**PROBLEM STATEMENT:** Please repeat exactly the lines below from the one containing "fn default_drawings_dir() ->" down to the one containing "kept for undo", both included, and nothing else.

START ENTRIES SUPPLIED

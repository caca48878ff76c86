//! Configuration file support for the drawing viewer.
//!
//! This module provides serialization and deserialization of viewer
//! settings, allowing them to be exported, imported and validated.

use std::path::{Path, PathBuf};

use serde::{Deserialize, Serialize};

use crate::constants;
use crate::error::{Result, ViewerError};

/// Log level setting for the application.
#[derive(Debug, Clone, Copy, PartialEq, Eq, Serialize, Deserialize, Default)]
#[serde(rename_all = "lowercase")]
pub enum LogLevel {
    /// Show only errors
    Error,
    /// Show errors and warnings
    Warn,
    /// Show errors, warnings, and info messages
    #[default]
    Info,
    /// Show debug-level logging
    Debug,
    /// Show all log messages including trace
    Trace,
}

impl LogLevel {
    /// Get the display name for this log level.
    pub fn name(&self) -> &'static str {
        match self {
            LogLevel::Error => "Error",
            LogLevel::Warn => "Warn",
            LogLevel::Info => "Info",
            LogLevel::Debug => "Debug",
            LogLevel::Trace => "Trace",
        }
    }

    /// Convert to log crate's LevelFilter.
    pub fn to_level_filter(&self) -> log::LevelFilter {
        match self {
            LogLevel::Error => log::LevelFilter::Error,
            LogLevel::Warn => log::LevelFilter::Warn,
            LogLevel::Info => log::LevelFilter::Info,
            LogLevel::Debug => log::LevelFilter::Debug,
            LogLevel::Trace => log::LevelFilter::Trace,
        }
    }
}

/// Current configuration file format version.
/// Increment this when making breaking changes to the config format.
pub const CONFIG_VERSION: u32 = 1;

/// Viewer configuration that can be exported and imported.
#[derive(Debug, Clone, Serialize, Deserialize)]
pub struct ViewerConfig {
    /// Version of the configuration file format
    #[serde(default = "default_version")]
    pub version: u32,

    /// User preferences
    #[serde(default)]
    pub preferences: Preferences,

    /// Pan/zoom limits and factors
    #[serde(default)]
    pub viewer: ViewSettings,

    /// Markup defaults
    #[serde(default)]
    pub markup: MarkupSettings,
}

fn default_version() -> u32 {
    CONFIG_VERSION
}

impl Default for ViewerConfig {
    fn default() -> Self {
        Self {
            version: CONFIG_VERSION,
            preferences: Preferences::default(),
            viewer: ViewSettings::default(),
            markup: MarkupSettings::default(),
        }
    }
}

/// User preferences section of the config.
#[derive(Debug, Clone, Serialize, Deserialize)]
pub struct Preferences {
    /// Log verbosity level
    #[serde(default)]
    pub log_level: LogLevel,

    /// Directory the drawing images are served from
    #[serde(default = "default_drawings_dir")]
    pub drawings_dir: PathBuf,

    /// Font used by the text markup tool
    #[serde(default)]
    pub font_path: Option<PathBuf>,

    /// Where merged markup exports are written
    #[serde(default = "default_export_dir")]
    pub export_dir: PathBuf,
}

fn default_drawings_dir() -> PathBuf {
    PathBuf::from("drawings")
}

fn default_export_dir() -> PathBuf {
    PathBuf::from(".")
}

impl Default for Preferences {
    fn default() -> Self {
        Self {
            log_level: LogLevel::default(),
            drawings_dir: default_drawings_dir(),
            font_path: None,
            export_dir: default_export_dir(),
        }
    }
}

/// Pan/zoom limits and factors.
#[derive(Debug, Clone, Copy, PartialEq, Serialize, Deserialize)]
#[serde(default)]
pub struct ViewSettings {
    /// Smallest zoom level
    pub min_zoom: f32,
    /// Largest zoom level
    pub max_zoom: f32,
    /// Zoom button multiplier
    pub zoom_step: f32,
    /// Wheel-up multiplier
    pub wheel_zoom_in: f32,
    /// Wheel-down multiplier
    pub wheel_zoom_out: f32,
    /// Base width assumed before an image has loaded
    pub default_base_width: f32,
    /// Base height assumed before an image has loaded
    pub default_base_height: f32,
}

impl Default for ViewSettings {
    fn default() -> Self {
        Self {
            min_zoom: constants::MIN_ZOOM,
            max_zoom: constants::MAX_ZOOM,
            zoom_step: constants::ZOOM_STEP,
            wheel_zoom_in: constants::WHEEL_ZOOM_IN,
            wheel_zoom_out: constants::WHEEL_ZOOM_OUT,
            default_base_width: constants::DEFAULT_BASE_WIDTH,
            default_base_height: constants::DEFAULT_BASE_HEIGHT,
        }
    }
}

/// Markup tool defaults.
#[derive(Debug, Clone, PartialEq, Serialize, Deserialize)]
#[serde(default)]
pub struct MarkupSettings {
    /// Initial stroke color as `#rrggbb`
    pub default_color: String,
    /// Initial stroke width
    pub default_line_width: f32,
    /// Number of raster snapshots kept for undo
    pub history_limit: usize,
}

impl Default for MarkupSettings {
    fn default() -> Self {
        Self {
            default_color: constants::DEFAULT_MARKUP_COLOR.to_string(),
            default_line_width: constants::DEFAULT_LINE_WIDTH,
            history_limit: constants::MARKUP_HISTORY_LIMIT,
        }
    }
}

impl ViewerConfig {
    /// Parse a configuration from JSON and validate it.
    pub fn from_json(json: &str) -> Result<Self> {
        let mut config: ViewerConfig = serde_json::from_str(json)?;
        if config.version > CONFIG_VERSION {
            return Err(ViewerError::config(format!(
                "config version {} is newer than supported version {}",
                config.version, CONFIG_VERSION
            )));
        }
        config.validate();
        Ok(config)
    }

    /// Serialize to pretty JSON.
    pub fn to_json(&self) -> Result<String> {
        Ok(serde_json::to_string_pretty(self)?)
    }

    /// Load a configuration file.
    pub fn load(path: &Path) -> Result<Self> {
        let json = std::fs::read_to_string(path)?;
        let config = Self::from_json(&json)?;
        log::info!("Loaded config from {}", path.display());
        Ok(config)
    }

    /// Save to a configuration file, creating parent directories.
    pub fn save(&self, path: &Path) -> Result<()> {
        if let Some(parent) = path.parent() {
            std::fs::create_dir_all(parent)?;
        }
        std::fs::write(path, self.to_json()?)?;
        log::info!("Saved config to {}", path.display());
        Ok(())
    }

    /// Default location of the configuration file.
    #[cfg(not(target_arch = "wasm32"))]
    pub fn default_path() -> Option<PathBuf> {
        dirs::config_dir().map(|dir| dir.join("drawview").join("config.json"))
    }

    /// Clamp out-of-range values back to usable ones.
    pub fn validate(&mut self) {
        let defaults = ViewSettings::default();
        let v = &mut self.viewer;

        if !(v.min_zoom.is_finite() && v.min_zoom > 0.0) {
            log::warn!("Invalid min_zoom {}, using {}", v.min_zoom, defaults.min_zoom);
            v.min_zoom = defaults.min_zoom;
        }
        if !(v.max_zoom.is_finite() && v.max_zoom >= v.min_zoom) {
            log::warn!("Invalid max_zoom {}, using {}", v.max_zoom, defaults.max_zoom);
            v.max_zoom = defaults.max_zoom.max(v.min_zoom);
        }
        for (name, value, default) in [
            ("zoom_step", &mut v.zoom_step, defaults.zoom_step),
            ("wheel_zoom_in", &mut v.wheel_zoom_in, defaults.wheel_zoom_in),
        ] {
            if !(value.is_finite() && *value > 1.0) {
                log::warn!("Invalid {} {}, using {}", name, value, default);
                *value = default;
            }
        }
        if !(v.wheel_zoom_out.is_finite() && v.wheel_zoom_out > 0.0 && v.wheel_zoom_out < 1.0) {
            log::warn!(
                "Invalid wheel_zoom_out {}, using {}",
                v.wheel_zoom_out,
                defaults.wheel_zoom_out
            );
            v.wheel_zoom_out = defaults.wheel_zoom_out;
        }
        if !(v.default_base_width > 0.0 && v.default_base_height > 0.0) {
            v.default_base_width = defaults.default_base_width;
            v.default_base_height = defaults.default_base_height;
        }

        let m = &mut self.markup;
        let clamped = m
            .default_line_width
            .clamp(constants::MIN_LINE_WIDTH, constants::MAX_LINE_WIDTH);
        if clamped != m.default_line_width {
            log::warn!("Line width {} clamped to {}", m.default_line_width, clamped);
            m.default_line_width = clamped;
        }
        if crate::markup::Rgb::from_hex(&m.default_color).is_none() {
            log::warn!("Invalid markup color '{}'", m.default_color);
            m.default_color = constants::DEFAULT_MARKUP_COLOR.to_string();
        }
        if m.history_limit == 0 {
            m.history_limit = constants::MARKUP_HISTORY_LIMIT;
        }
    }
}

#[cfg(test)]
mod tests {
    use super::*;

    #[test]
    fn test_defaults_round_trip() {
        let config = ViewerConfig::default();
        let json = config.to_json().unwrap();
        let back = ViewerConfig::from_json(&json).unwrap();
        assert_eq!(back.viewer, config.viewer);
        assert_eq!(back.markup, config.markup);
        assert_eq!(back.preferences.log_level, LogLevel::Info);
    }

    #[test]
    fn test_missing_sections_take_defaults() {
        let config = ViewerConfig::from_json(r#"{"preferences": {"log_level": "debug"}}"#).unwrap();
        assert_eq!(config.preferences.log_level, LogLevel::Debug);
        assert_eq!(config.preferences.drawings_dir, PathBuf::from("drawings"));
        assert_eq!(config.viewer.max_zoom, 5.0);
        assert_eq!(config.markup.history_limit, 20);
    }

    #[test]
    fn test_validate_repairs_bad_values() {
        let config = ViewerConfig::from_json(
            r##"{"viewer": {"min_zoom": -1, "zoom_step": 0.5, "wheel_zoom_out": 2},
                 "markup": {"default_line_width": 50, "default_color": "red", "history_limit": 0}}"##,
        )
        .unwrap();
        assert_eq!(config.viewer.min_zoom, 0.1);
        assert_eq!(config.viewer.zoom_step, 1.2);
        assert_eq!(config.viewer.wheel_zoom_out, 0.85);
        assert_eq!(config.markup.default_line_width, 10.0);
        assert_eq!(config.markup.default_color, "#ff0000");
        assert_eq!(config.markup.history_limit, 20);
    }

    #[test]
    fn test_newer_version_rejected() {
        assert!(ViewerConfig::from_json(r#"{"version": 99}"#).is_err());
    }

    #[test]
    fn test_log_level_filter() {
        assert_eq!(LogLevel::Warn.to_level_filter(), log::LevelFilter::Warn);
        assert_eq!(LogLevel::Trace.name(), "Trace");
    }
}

END ENTRIES SUPPLIED

**TASK RESPONSE:**
fn default_drawings_dir() -> PathBuf {
    PathBuf::from("drawings")
}

fn default_export_dir() -> PathBuf {
    PathBuf::from(".")
}

impl Default for Preferences {
    fn default() -> Self {
        Self {
            log_level: LogLevel::default(),
            drawings_dir: default_drawings_dir(),
            font_path: None,
            export_dir: default_export_dir(),
        }
    }
}

/// Pan/zoom limits and factors.
#[derive(Debug, Clone, Copy, PartialEq, Serialize, Deserialize)]
#[serde(default)]
pub struct ViewSettings {
    /// Smallest zoom level
    pub min_zoom: f32,
    /// Largest zoom level
    pub max_zoom: f32,
    /// Zoom button multiplier
    pub zoom_step: f32,
    /// Wheel-up multiplier
    pub wheel_zoom_in: f32,
    /// Wheel-down multiplier
    pub wheel_zoom_out: f32,
    /// Base width assumed before an image has loaded
    pub default_base_width: f32,
    /// Base height assumed before an image has loaded
    pub default_base_height: f32,
}

impl Default for ViewSettings {
    fn default() -> Self {
        Self {
            min_zoom: constants::MIN_ZOOM,
            max_zoom: constants::MAX_ZOOM,
            zoom_step: constants::ZOOM_STEP,
            wheel_zoom_in: constants::WHEEL_ZOOM_IN,
            wheel_zoom_out: constants::WHEEL_ZOOM_OUT,
            default_base_width: constants::DEFAULT_BASE_WIDTH,
            default_base_height: constants::DEFAULT_BASE_HEIGHT,
        }
    }
}

/// Markup tool defaults.
#[derive(Debug, Clone, PartialEq, Serialize, Deserialize)]
#[serde(default)]
pub struct MarkupSettings {
    /// Initial stroke color as `#rrggbb`
    pub default_color: String,
    /// Initial stroke width
    pub default_line_width: f32,
    /// Number of raster snapshots kept for undo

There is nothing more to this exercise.